I dont like the typical "get off the board" footprint, But when its taken from your child does that still make it un-original?
Sorry not ranting just intrested to know your thoughts :thumbup:

Any who, My OH's
 



Attached Files:







DSCF1071.jpg
File size: 19.1 KB
Views: 69


----------



## Burchy314

Your OH's tattoo looks amazing! I don't think that was unoriginal, but some like that can be. I don't have a tattoo of my daughters name, but I plan on getting it sometime this year. I just want to figure out what I want. I know I want it on the back of my left shoulder blade and I want a butterfly theme with it.

I can't wait to see a picture of your tattoo.


----------



## Ablaski17

I have hayleys initials and dOB tattooed on my foot and a clover underneath it


----------



## Burchy314

rainbows_x said:


> I'm hoping to get a bird for Ava, as her name means bird
> 
> Also, maybe a cloud or something symbolising her angel big brother/sister.
> 
> Where are you planning getting it done? That's the only thing I am having a hard time trying to figure out! I wouldn't have a clue where to put it. xx

I think a good spot for that is on your shoulder blade.

Something like this....I got bored just to let you know :haha: 
You can completly ignore the picture if you want. It was the only good bird picture I could find, but if I was you I would have the tattoo artist draw it up for you...they tend to do A LOT better job lol.
 



Attached Files:







bird.jpg
File size: 30.8 KB
Views: 3


----------



## tasha41

I just have her name-- see avatar!

Was considering putting a little crown with it or a small heart or wings, or maybe her birth month flower (daffodil) but I'm not in a rush to get anything added>> I'm too poor right now lol.

I was going to go with my shoulder/back area, but it looked silly because my back is small? I would have done it on my wrist but don't want to be stuck in long sleeves if I get a job that is no visible tattoos, so I put it there :)

A girl I know has a tattoo that says "Family" and the "tail" of the Y extends underneath the whole word, and all of her family's initials are hanging off the "tail" of the Y like charms on a charm bracelet-- it is sooo cool!! But not really a tattoo of your baby's name. Just a fun idea... that I can never use! lol


----------



## xSophieBx

My lily tattoo :flower:


----------



## MrsEngland

I'm getting it on my wrist in the disney script. Her room is done in disney princess and me and hubby got married in disney so kinda seems appropriate. I'm so excited to get it done!


----------



## AriannasMama

I want to get one done, I already have 3 stars on the top of my foot and was considering incorporating it into that, but I have no idea how to do that, lol, may have to ask my brother for advice (hes an artist and has a couple tattoos so he may have some good ideas)


----------



## _laura

MrsEngland said:


> I'm getting it on my wrist in the disney script. Her room is done in disney princess and me and hubby got married in disney so kinda seems appropriate. I'm so excited to get it done!

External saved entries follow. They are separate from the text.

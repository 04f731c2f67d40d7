use anyhow::{Context, Result};
use once_cell::sync::Lazy;
use regex::Regex;
use std::fs;
use std::path::{Path, PathBuf};
use walkdir::WalkDir;

// @module: File and directory utilities

// @const: Word-level line header, anchored per line
static DYNAMIC_HEADER_REGEX: Lazy<Regex> =
    Lazy::new(|| Regex::new(r"(?m)^\[[0-9]+,[0-9]+\]").unwrap());

// @const: Plain `[mm:ss.xx]` tag, anchored per line
static PLAIN_TAG_REGEX: Lazy<Regex> =
    Lazy::new(|| Regex::new(r"(?m)^\[(?:[0-9]+:)?[0-9]+(?:[.:][0-9]+)?\]").unwrap());

// @struct: File operations utility
pub struct FileManager;

impl FileManager {
    // @checks: File existence
    pub fn file_exists<P: AsRef<Path>>(path: P) -> bool {
        path.as_ref().exists() && path.as_ref().is_file()
    }

    // @checks: Directory existence
    pub fn dir_exists<P: AsRef<Path>>(path: P) -> bool {
        path.as_ref().exists() && path.as_ref().is_dir()
    }

    // @creates: Directory and parents if needed
    pub fn ensure_dir<P: AsRef<Path>>(path: P) -> Result<()> {
        let path = path.as_ref();
        if !path.exists() {
            fs::create_dir_all(path)?;
        }
        Ok(())
    }

    // @generates: Output path for a merged timeline
    // @params: input_file, output_dir, suffix
    pub fn generate_output_path<P1: AsRef<Path>, P2: AsRef<Path>>(
        input_file: P1,
        output_dir: P2,
        suffix: &str,
    ) -> PathBuf {
        let input_file = input_file.as_ref();
        let output_dir = output_dir.as_ref();

        // Get the file stem (filename without extension)
        let stem = input_file.file_stem().unwrap_or_default();

        // Create the output filename with the configured suffix
        let mut output_filename = stem.to_string_lossy().to_string();
        output_filename.push('.');
        output_filename.push_str(suffix);

        // Join with the output directory
        output_dir.join(output_filename)
    }

    /// Find files with a specific extension in a directory
    pub fn find_files<P: AsRef<Path>>(dir: P, extension: &str) -> Result<Vec<PathBuf>> {
        let mut result = Vec::new();
        let normalized_ext = extension.trim_start_matches('.');

        for entry in WalkDir::new(dir.as_ref()).follow_links(true) {
            let entry = entry.context("Failed to read directory entry")?;
            let path = entry.path();

            if path.is_file() {
                if let Some(ext) = path.extension() {
                    if ext.to_string_lossy().eq_ignore_ascii_case(normalized_ext) {
                        result.push(path.to_path_buf());
                    }
                }
            }
        }

        Ok(result)
    }

    /// Read a file to a string
    pub fn read_to_string<P: AsRef<Path>>(path: P) -> Result<String> {
        fs::read_to_string(&path)
            .with_context(|| format!("Failed to read file: {:?}", path.as_ref()))
    }

    /// Write a string to a file
    pub fn write_to_file<P: AsRef<Path>>(path: P, content: &str) -> Result<()> {
        // Ensure the parent directory exists
        if let Some(parent) = path.as_ref().parent() {
            Self::ensure_dir(parent)?;
        }

        fs::write(&path, content)
            .with_context(|| format!("Failed to write to file: {:?}", path.as_ref()))?;

        Ok(())
    }

    /// Detect whether a file holds a plain or a word-level lyric track
    ///
    /// The extension decides when it is recognized; otherwise the content is
    /// sniffed. The word-level header is checked first so a blob mixing both
    /// line shapes counts as a word-level track.
    pub fn detect_file_type<P: AsRef<Path>>(path: P) -> Result<LyricFileType> {
        let path = path.as_ref();

        if !path.exists() {
            return Err(anyhow::anyhow!("File does not exist: {:?}", path));
        }

        // Check file extension
        if let Some(ext) = path.extension() {
            let ext_str = ext.to_string_lossy().to_lowercase();

            if ext_str == "yrc" {
                return Ok(LyricFileType::Dynamic);
            }

            if matches!(ext_str.as_str(), "lrc" | "tlrc" | "rlrc") {
                return Ok(LyricFileType::Plain);
            }
        }

        // Fall back to examining file contents
        if let Ok(content) = fs::read_to_string(path) {
            if DYNAMIC_HEADER_REGEX.is_match(&content) {
                return Ok(LyricFileType::Dynamic);
            }
            if PLAIN_TAG_REGEX.is_match(&content) {
                return Ok(LyricFileType::Plain);
            }
        }

        // Default to unknown if we couldn't determine the type
        Ok(LyricFileType::Unknown)
    }
}

/// Enum representing different lyric file types
#[derive(Debug, PartialEq, Eq)]
pub enum LyricFileType {
    /// Plain per-line timestamped track
    Plain,
    /// Word-level (karaoke) track
    Dynamic,
    /// Unknown file type
    Unknown,
}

You got married in Disney?! I'm so jealous! I told OH we were getting married there and nowhere else. 
Buy I'm getting Max's name and DOB in numerals on my foot. Need to get it booked now :)


----------



## sarahxx

i want Summer's name and/or date of birth somewhere, but can't make a decision on where. i would like them on my wrist but not sure, because they count as a visible tattoo don't they? maybe on the back of my neck but not sure if it would look odd there?
decisions decisions! xx


----------



## MrsEngland

_laura said:


> MrsEngland said:
> 
> 
> I'm getting it on my wrist in the disney script. Her room is done in disney princess and me and hubby got married in disney so kinda seems appropriate. I'm so excited to get it done!
> 
> You got married in Disney?! I'm so jealous! I told OH we were getting married there and nowhere else.
> Buy I'm getting Max's name and DOB in numerals on my foot. Need to get it booked now :)Click to expand...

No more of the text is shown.